Phurba Tashi Sherpa Mendewa (, 1971) is a Nepalese Sherpa mountaineer known for his numerous ascents of major Himalayan peaks. These include twenty-one ascents of Mount Everest, five on Cho Oyu, two on Manaslu, and one each on Shishapangma and Lhotse.

2007 to 2013
In 2007, he reached the summit three times in that single season.  

In 2009 Tashi was featured in the Discovery Channel series Everest: Beyond the Limit. He has reached the summit of Everest 21 times. He lives in Khumjung, Nepal.

In the first season of the Discovery Channel series (2006), he was shown carrying double-amputee Mark Inglis down a portion of the lower descent on his back. In 2007, as a result of urging by expedition leader Russell Brice, Tashi agreed to accompany David Tait on his mission to complete the first double traverse of Everest, climbing the north route to the summit, descending on the south side, resting for three days, and then repeating the trip in reverse. Once at Base Camp on the south side of the mountain, however, Tait decided to bow out of the return traverse. Tait said that his decision was influenced by his belief that Phurba Tashi was a far superior climber and would have allowed him all the glory had they continued. Tait summited Everest for a third time in May 2009, again accompanied by Tashi (his 15th summit).

Phurba Tashi completed his 21st summit of Mount Everest in May 2013 while working for Kishan Rai Mountain Experience, matching the record then held by Apa Sherpa. In 2017, he was still one of the record holders of the number of summits on Everest but that record was broken in 2018 by Kami Rita Sherpa.

2014 and subsequent years
A crew was filming on Everest in 2014, planning to chronicle the work of Phurba Tashi. However, the 2014 Mount Everest ice avalanche caused the producers to change the focus to covering the aftermath of the tragic event. Nonetheless, Phurba Tashi was featured prominently in the documentary released in 2015 as Sherpa.

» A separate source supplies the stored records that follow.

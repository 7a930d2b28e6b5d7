// Copyright (c) 2024-2026 Martin Schröder <info@swedishembedded.com>
//
// SPDX-License-Identifier: Apache-2.0
mod context;
mod routes;

pub use context::AppContext;
pub use routes::router;

use std::sync::Arc;

use anyhow::Context as _;
use tracing::info;

/// Bind and serve the HTTP surface until shutdown.
pub async fn serve(ctx: Arc<AppContext>) -> anyhow::Result<()> {
    let addr = format!("{}:{}", ctx.config.server.host, ctx.config.server.port);
    let listener = tokio::net::TcpListener::bind(&addr)
        .await
        .with_context(|| format!("binding {addr}"))?;
    info!(%addr, "mira listening");
    axum::serve(listener, router(ctx)).await?;
    Ok(())
}
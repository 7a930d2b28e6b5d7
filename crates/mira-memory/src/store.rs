// Copyright (c) 2024-2026 Martin Schröder <info@swedishembedded.com>
//
// SPDX-License-Identifier: MIT
//! Personal memory store.
//!
//! One embedded SQLite database; all access is serialized through a
//! process-wide mutex (single connection, writes mutually exclusive).

use std::path::Path;
use std::sync::Mutex;

use rusqlite::{params, Connection, OptionalExtension};
use serde::Serialize;
use tracing::debug;

use crate::MemoryError;

/// One saved memory as exposed over the HTTP surface and to tools.
#[derive(Debug, Clone, Serialize)]
pub struct MemoryRecord {
    pub id: i64,
    pub memory: String,
    pub has_media: bool,
    pub created_at: String,
}

pub struct MemoryStore {
    conn: Mutex<Connection>,
}

impl MemoryStore {
    /// Open (or create) the memory database at the given path.
    pub fn open(path: &Path) -> Result<Self, MemoryError> {
        if let Some(parent) = path.parent() {
            let _ = std::fs::create_dir_all(parent);
        }
        Self::init(Connection::open(path)?)
    }

    /// In-memory database for tests.
    pub fn open_in_memory() -> Result<Self, MemoryError> {
        Self::init(Connection::open_in_memory()?)
    }

    fn init(conn: Connection) -> Result<Self, MemoryError> {
        conn.execute_batch(
            "CREATE TABLE IF NOT EXISTS memories (
                id INTEGER PRIMARY KEY AUTOINCREMENT,
                memory TEXT,
                media BLOB,
                created_at TIMESTAMP DEFAULT CURRENT_TIMESTAMP
            );",
        )?;
        Ok(Self {
            conn: Mutex::new(conn),
        })
    }

    /// Persist a memory, optionally with its original media bytes.
    /// Returns the new row id.
    pub fn save_memory(&self, memory: &str, media: Option<&[u8]>) -> Result<i64, MemoryError> {
        let conn = self.conn.lock().unwrap();
        conn.execute(
            "INSERT INTO memories (memory, media) VALUES (?1, ?2)",
            params![memory, media],
        )?;
        let id = conn.last_insert_rowid();
        debug!(id, chars = memory.len(), "memory saved");
        Ok(id)
    }

    pub fn recent_memories(&self, limit: u32) -> Result<Vec<MemoryRecord>, MemoryError> {
        let conn = self.conn.lock().unwrap();
        let mut stmt = conn.prepare(
            "SELECT id, memory, media IS NOT NULL, created_at
             FROM memories ORDER BY created_at DESC, id DESC LIMIT ?1",
        )?;
        let rows = stmt.query_map(params![limit], row_to_record)?;
        Ok(rows.collect::<Result<Vec<_>, _>>()?)
    }

    pub fn all_memories(&self) -> Result<Vec<MemoryRecord>, MemoryError> {
        let conn = self.conn.lock().unwrap();
        let mut stmt = conn.prepare(
            "SELECT id, memory, media IS NOT NULL, created_at
             FROM memories ORDER BY created_at, id",
        )?;
        let rows = stmt.query_map([], row_to_record)?;
        Ok(rows.collect::<Result<Vec<_>, _>>()?)
    }

    /// Substring search across up to five terms.  Matches are
    /// de-duplicated across terms and returned newest first.
    pub fn search_memories(&self, terms: &[String]) -> Result<Vec<MemoryRecord>, MemoryError> {
        let conn = self.conn.lock().unwrap();
        let mut found: Vec<MemoryRecord> = Vec::new();
        for term in terms.iter().take(5) {
            let pattern = format!("%{term}%");
            let mut stmt = conn.prepare(
                "SELECT id, memory, media IS NOT NULL, created_at
                 FROM memories WHERE memory LIKE ?1 ORDER BY created_at DESC, id DESC",
            )?;
            let rows = stmt.query_map(params![pattern], row_to_record)?;
            for record in rows {
                let record = record?;
                if !found.iter().any(|m| m.id == record.id) {
                    found.push(record);
                }
            }
        }
        found.sort_by(|a, b| b.id.cmp(&a.id));
        Ok(found)
    }

    pub fn edit_memory(&self, id: i64, new_text: &str) -> Result<(), MemoryError> {
        let conn = self.conn.lock().unwrap();
        let changed = conn.execute(
            "UPDATE memories SET memory = ?1 WHERE id = ?2",
            params![new_text, id],
        )?;
        if changed == 0 {
            return Err(MemoryError::NotFound(id));
        }
        debug!(id, "memory edited");
        Ok(())
    }

    pub fn delete_memory(&self, id: i64) -> Result<(), MemoryError> {
        let conn = self.conn.lock().unwrap();
        conn.execute("DELETE FROM memories WHERE id = ?1", params![id])?;
        debug!(id, "memory deleted");
        Ok(())
    }

    pub fn get_memory(&self, id: i64) -> Result<Option<MemoryRecord>, MemoryError> {
        let conn = self.conn.lock().unwrap();
        let record = conn
            .query_row(
                "SELECT id, memory, media IS NOT NULL, created_at
                 FROM memories WHERE id = ?1",
                params![id],
                row_to_record,
            )
            .optional()?;
        Ok(record)
    }

    /// Render the whole archive as the XML block embedded in the
    /// memory-chat system prompt.
    pub fn memories_xml(&self) -> Result<String, MemoryError> {
        let memories = self.all_memories()?;
        let blocks: Vec<String> = memories
            .iter()
            .map(|m| {
                // `created_at` is `YYYY-MM-DD HH:MM:SS`; the prompt only
                // wants minute precision.
                let created = m.created_at.get(..16).unwrap_or(&m.created_at);
                format!(
                    "<memory id='{}' createdAt='{}'>\n\t{}\n</memory>",
                    m.id,
                    created,
                    m.memory.replace('\n', "\n\t")
                )
            })
            .collect();
        Ok(blocks.join("\n\n\n"))
    }
}

fn row_to_record(row: &rusqlite::Row<'_>) -> rusqlite::Result<MemoryRecord> {
    Ok(MemoryRecord {
        id: row.get(0)?,
        memory: row.get::<_, Option<String>>(1)?.unwrap_or_default(),
        has_media: row.get(2)?,
        created_at: row.get(3)?,
    })
}

// ─── Unit tests ──────────────────────────────────────────────────────────────

#[cfg(test)]
mod tests {
    use super::*;

    fn store() -> MemoryStore {
        MemoryStore::open_in_memory().unwrap()
    }

    #[test]
    fn save_and_fetch_roundtrip() {
        let s = store();
        let id = s.save_memory("first memory", None).unwrap();
        let m = s.get_memory(id).unwrap().unwrap();
        assert_eq!(m.memory, "first memory");
        assert!(!m.has_media);
    }

    #[test]
    fn media_flag_is_set_for_image_memories() {
        let s = store();
        let id = s.save_memory("Image: a cat", Some(&[1, 2, 3])).unwrap();
        assert!(s.get_memory(id).unwrap().unwrap().has_media);
    }

    #[test]
    fn recent_returns_newest_first_with_limit() {
        let s = store();
        for i in 0..10 {
            s.save_memory(&format!("memory {i}"), None).unwrap();
        }
        let recent = s.recent_memories(5).unwrap();
        assert_eq!(recent.len(), 5);
        assert_eq!(recent[0].memory, "memory 9");
        assert_eq!(recent[4].memory, "memory 5");
    }

    #[test]
    fn search_matches_substring_case_insensitively() {
        let s = store();
        s.save_memory("The cat sat on the mat", None).unwrap();
        s.save_memory("unrelated entry", None).unwrap();
        // SQLite LIKE is case-insensitive for ASCII.
        let hits = s.search_memories(&["CAT".into()]).unwrap();
        assert_eq!(hits.len(), 1);
        assert!(hits[0].memory.contains("cat"));
    }

    #[test]
    fn search_deduplicates_across_terms() {
        let s = store();
        s.save_memory("cats enjoy cat food", None).unwrap();
        let hits = s
            .search_memories(&["cats".into(), "cat food".into()])
            .unwrap();
        assert_eq!(hits.len(), 1);
    }

    #[test]
    fn search_caps_at_five_terms() {
        let s = store();
        s.save_memory("zebra", None).unwrap();
        let terms: Vec<String> = ["q1", "q2", "q3", "q4", "q5", "zebra"]
            .iter()
            .map(|s| s.to_string())
            .collect();
        // The sixth term is ignored.
        assert!(s.search_memories(&terms).unwrap().is_empty());
    }

    #[test]
    fn edit_rewrites_text() {
        let s = store();
        let id = s.save_memory("old", None).unwrap();
        s.edit_memory(id, "new").unwrap();
        assert_eq!(s.get_memory(id).unwrap().unwrap().memory, "new");
    }

    #[test]
    fn edit_unknown_id_is_not_found() {
        let s = store();
        assert!(matches!(
            s.edit_memory(999, "x"),
            Err(MemoryError::NotFound(999))
        ));
    }

    #[test]
    fn delete_removes_the_row() {
        let s = store();
        let id = s.save_memory("doomed", None).unwrap();
        s.delete_memory(id).unwrap();
        assert!(s.get_memory(id).unwrap().is_none());
    }

    #[test]
    fn memories_xml_indents_multiline_bodies() {
        let s = store();
        s.save_memory("line one\nline two", None).unwrap();
        let xml = s.memories_xml().unwrap();
        assert!(xml.contains("<memory id='1'"));
        assert!(xml.contains("\n\tline one\n\tline two\n"));
    }

    #[test]
    fn store_survives_reopen() {
        let dir = tempfile::tempdir().unwrap();
        let path = dir.path().join("memories.db");
        {
            let s = MemoryStore::open(&path).unwrap();
            s.save_memory("persisted", None).unwrap();
        }
        let s = MemoryStore::open(&path).unwrap();
        assert_eq!(s.recent_memories(1).unwrap()[0].memory, "persisted");
    }
}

Phurba Tashi retired from climbing Everest after the 2014 season but, "Everest Yak" as he is known, was the head Sherpa for Himalayan Experience/Himex, an Everest climbing company as of 2015. However, the 2015 season was cancelled due to avalanches in the wake of the April 2015 Nepal earthquake.

Phurba Tashi's life was changed again by the 2015 earthquake that also affected his village of Khumjung. "Everything I worked for was destroyed in a minute", he said after the loss of his eight-bedroom trekking lodge in Khumjung, Nepal and the extensive damage to his house. (Mountaineering is also a dangerous occupation. The April 2014 avalanche on Everest killed 13 Sherpas;
in 2015, 10 Sherpas died at the Everest Base Camp after the earthquake. In total, 118 Sherpas have died on this mountain between 1921 and 2018.)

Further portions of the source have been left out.